Chinese inflation accelerated to 2.7 percent last month, official data showed yesterday, but analysts cautioned demand remained weak and growth in the world’s second-largest economy may have slowed further.
The year-on-year figure for the consumer price index (CPI) was up from 2.1 percent in May, China’s National Bureau of Statistics said in a statement.
It was higher than market expectations of 2.5 percent in a poll of 18 economists by Dow Jones Newswires.
Food price increases hit an annual 4.9 percent last month and remained the main driving force of inflation, the bureau said.
China has set its inflation target for the year at 3.5 percent, much higher than last year’s 2.6 percent.
“Inflation is not a concern yet... and inflationary pressure is mild and under control,” said Sun Junwei (孫君瑋), a Beijing-based economist with HSBC.
The Chinese economy grew only 7.8 percent last year, its slowest annual pace in 13 years, while it expanded 7.7 percent in the first three months of this year.
Analysts expect growth in the second quarter to slow further on weak domestic and foreign demand, as well as Beijing’s determination to carry out reforms to reduce the country’s reliance on investment and exports.

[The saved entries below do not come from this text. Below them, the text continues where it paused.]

/// Calls the `str` method `name` on `receiver`.
pub(crate) fn call_method(
    vm: &mut VM<'_, impl ResourceTracker, impl PrintWriter, impl VmTracer>,
    receiver: Value,
    name: &str,
    args: ArgValues,
) -> RunResult<Value> {
    let text = vm.as_str(receiver).unwrap_or_default().to_owned();
    let qualified = format!("str.{name}");
    let method = qualified.as_str();
    match name {
        "upper" => {
            args.check_zero_args(method, &vm.interns)?;
            vm.new_str(text.to_uppercase())
        }
        "lower" | "casefold" => {
            args.check_zero_args(method, &vm.interns)?;
            vm.new_str(text.to_lowercase())
        }
        "swapcase" => {
            args.check_zero_args(method, &vm.interns)?;
            vm.new_str(swap_case(&text))
        }
        "title" => {
            args.check_zero_args(method, &vm.interns)?;
            vm.new_str(title_case(&text))
        }
        "capitalize" => {
            args.check_zero_args(method, &vm.interns)?;
            vm.new_str(capitalize(&text))
        }
        "strip" | "lstrip" | "rstrip" => {
            let chars = args.get_zero_one_arg(method, &vm.interns)?;
            let chars = optional_str(vm, chars, method)?;
            let matcher = |c: char| chars.as_ref().map_or(c.is_whitespace(), |set| set.contains(c));
            let stripped = match name {
                "strip" => text.trim_matches(matcher),
                "lstrip" => text.trim_start_matches(matcher),
                _ => text.trim_end_matches(matcher),
            };
            vm.new_str(stripped)
        }
        "split" | "rsplit" => split(vm, &text, name == "rsplit", args),
        "splitlines" => {
            let keepends = args.get_zero_one_arg(method, &vm.interns)?;
            let keepends = match keepends {
                Some(value) => vm.truthy(value)?,
                None => false,
            };
            let lines = split_lines(&text, keepends);
            str_list(vm, lines)
        }
        "join" => {
            let iterable = args.get_one_arg(method, &vm.interns)?;
            let items = vm.collect_iter(iterable)?;
            let mut out = String::new();
            for (i, item) in items.into_iter().enumerate() {
                if i > 0 {
                    out.push_str(&text);
                }
                match vm.as_str(item) {
                    Some(part) => out.push_str(part),
                    None => {
                        let type_name = vm.type_name(item);
                        return Err(ExcType::type_error(format!(
                            "sequence item {i}: expected str instance, {type_name} found"
                        )));
                    }
                }
            }
            vm.new_str(out)
        }
        "replace" => {
            let parts = args.get_range(method, 2, 3, &vm.interns)?;
            let old = expect_str(vm, parts[0], method)?;
            let new = expect_str(vm, parts[1], method)?;
            let count = match parts.get(2) {
                Some(value) => vm.expect_int(*value)?,
                None => -1,
            };
            let replaced = match usize::try_from(count) {
                Ok(count) => text.replacen(&old, &new, count),
                Err(_) => text.replace(&old, &new),
            };
            vm.new_str(replaced)
        }
        "startswith" | "endswith" => {
            let parts = args.get_range(method, 1, 3, &vm.interns)?;
            let (start, end) = bounds(vm, &text, parts.get(1).copied(), parts.get(2).copied())?;
            let window = &text[start..end];
            let candidates = match vm.as_str(parts[0]) {
                Some(prefix) => vec![prefix.to_owned()],
                None => {
                    let items = vm.tuple_items(parts[0]).ok_or_else(|| {
                        ExcType::type_error(format!(
                            "{name} first arg must be str or a tuple of str, not {}",
                            vm.type_name(parts[0])
                        ))
                    })?;
                    items
                        .into_iter()
                        .map(|item| expect_str(vm, item, method))
                        .collect::<RunResult<Vec<_>>>()?
                }
            };
            let found = candidates.iter().any(|candidate| {
                if name == "startswith" {
                    window.starts_with(candidate.as_str())
                } else {
                    window.ends_with(candidate.as_str())
                }
            });
            Ok(Value::Bool(found))
        }
        "find" | "rfind" | "index" | "rindex" => {
            let parts = args.get_range(method, 1, 3, &vm.interns)?;
            let sub = expect_str(vm, parts[0], method)?;
            let (start, end) = bounds(vm, &text, parts.get(1).copied(), parts.get(2).copied())?;
            let window = &text[start..end];
            let found = if name.starts_with('r') { window.rfind(&sub) } else { window.find(&sub) };
            match found {
                Some(offset) => {
                    let index = char_len(&text[..start + offset]);
                    Ok(Value::Int(i64::try_from(index).unwrap_or(i64::MAX)))
                }
                None if name.ends_with("find") => Ok(Value::Int(-1)),
                None => Err(ExcType::value_error("substring not found")),
            }
        }
        "count" => {
            let parts = args.get_range(method, 1, 3, &vm.interns)?;
            let sub = expect_str(vm, parts[0], method)?;
            let (start, end) = bounds(vm, &text, parts.get(1).copied(), parts.get(2).copied())?;
            let count = count_occurrences(&text[start..end], &sub);
            Ok(Value::Int(i64::try_from(count).unwrap_or(i64::MAX)))
        }
        "format" => {
            let formatted = vm.format_template(&text, &args.positional, &args.kwargs)?;
            vm.new_str(formatted)
        }
        "isdigit" | "isdecimal" | "isnumeric" | "isalpha" | "isalnum" | "isspace" | "isupper" | "islower"
        | "isidentifier" => {
            args.check_zero_args(method, &vm.interns)?;
            let all = |predicate: fn(char) -> bool| !text.is_empty() && text.chars().all(predicate);
            let result = match name {
                "isdigit" | "isdecimal" => all(|c| c.is_ascii_digit()),
                "isnumeric" => all(char::is_numeric),
                "isalpha" => all(char::is_alphabetic),
                "isalnum" => all(char::is_alphanumeric),
                "isspace" => all(char::is_whitespace),
                "isupper" => text.chars().any(char::is_uppercase) && !text.chars().any(char::is_lowercase),
                "islower" => text.chars().any(char::is_lowercase) && !text.chars().any(char::is_uppercase),
                _ => is_identifier(&text),
            };
            Ok(Value::Bool(result))
        }
        "center" | "ljust" | "rjust" => {
            let (width, fill) = args.get_one_two_args(method, &vm.interns)?;
            let width = usize::try_from(vm.expect_int(width)?).unwrap_or(0);
            let fill = match fill {
                Some(value) => {
                    let fill = expect_str(vm, value, method)?;
                    let mut chars = fill.chars();
                    match (chars.next(), chars.next()) {
                        (Some(c), None) => c,
                        _ => {
                            return Err(ExcType::type_error(
                                "The fill character must be exactly one character long",
                            ));
                        }
                    }
                }
                None => ' ',
            };
            let align = match name {
                "center" => Align::Center,
                "ljust" => Align::Left,
                _ => Align::Right,
            };
            vm.new_str(pad(&text, width, fill, align))
        }
        "zfill" => {
            let width = args.get_one_arg(method, &vm.interns)?;
            let width = usize::try_from(vm.expect_int(width)?).unwrap_or(0);
            vm.new_str(zfill(&text, width))
        }
        "partition" | "rpartition" => {
            let sep = args.get_one_arg(method, &vm.interns)?;
            let sep = expect_str(vm, sep, method)?;
            if sep.is_empty() {
                return Err(ExcType::value_error("empty separator"));
            }
            let found = if name == "partition" { text.find(&sep) } else { text.rfind(&sep) };
            let parts = match found {
                Some(i) => [text[..i].to_owned(), sep.clone(), text[i + sep.len()..].to_owned()],
                None if name == "partition" => [text.clone(), String::new(), String::new()],
                None => [String::new(), String::new(), text.clone()],
            };
            let items = parts
                .into_iter()
                .map(|part| vm.new_str(part))
                .collect::<RunResult<Vec<_>>>()?;
            vm.new_tuple(items)
        }
        "removeprefix" | "removesuffix" => {
            let affix = args.get_one_arg(method, &vm.interns)?;
            let affix = expect_str(vm, affix, method)?;
            let trimmed = if name == "removeprefix" {
                text.strip_prefix(affix.as_str())
            } else {
                text.strip_suffix(affix.as_str())
            };
            vm.new_str(trimmed.unwrap_or(&text))
        }
        "encode" => {
            let encoding = args.get_zero_one_arg(method, &vm.interns)?;
            let encoding = optional_str(vm, encoding, method)?.unwrap_or_else(|| "utf-8".to_owned());
            match encoding.to_ascii_lowercase().replace('_', "-").as_str() {
                "utf-8" | "utf8" => vm.new_bytes(text.into_bytes()),
                "ascii" => {
                    if let Some((position, c)) = text.chars().enumerate().find(|(_, c)| !c.is_ascii()) {
                        return Err(ExcType::value_error(format!(
                            "'ascii' codec can't encode character '\\u{:04x}' in position {position}: ordinal not in range(128)",
                            u32::from(c)
                        )));
                    }
                    vm.new_bytes(text.into_bytes())
                }
                _ => Err(ExcType::LookupError.error(format!("unknown encoding: {encoding}"))),
            }
        }
        _ => Err(ExcType::attribute_error("str", name)),
    }
}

They said that threats to economic growth have increased after a credit squeeze last month, when the interest rates banks charge each other surged to record highs, reflecting the government’s reluctance to loosen monetary policy.
A purchasing managers’ index for China by British bank HSBC, which tracks manufacturing activity in factories and is a closely watched gauge of the health of the economy, hit a nine-month low of 48.2 last month, indicating further contraction.
“The recently released data showed that [growth in] the second quarter was no better than the first quarter and a slowing trend has apparently continued,” Sun said.
China’s producer price index, which measures the costs of goods as they leave factories, fell 2.7 percent year-on-year last month, its 16th straight month in negative territory, data from the bureau showed.
“Of raw material purchasing prices, metals and power dropped sharply, showing that domestic demand remains weak and heavy industry still faces pressure to destock,” economists with China International Capital Corp said in a research note.
In the first half of the year CPI came in at 2.4 percent from the same period last year, the bureau said.
Bank of America Merrill Lynch economists Lu Ting (陸挺) and Zhi Xiaojia expected authorities to keep monetary policy neutral with “neither easing nor tightening.”
“There will be no easing due to recognition of a slowdown in potential growth, the need for controlling debt growth and the task for taming rapidly [rising] home prices,” they said.
Authorities have kept their growth target for this year at a conservative 7.5 percent, the same aim as last year.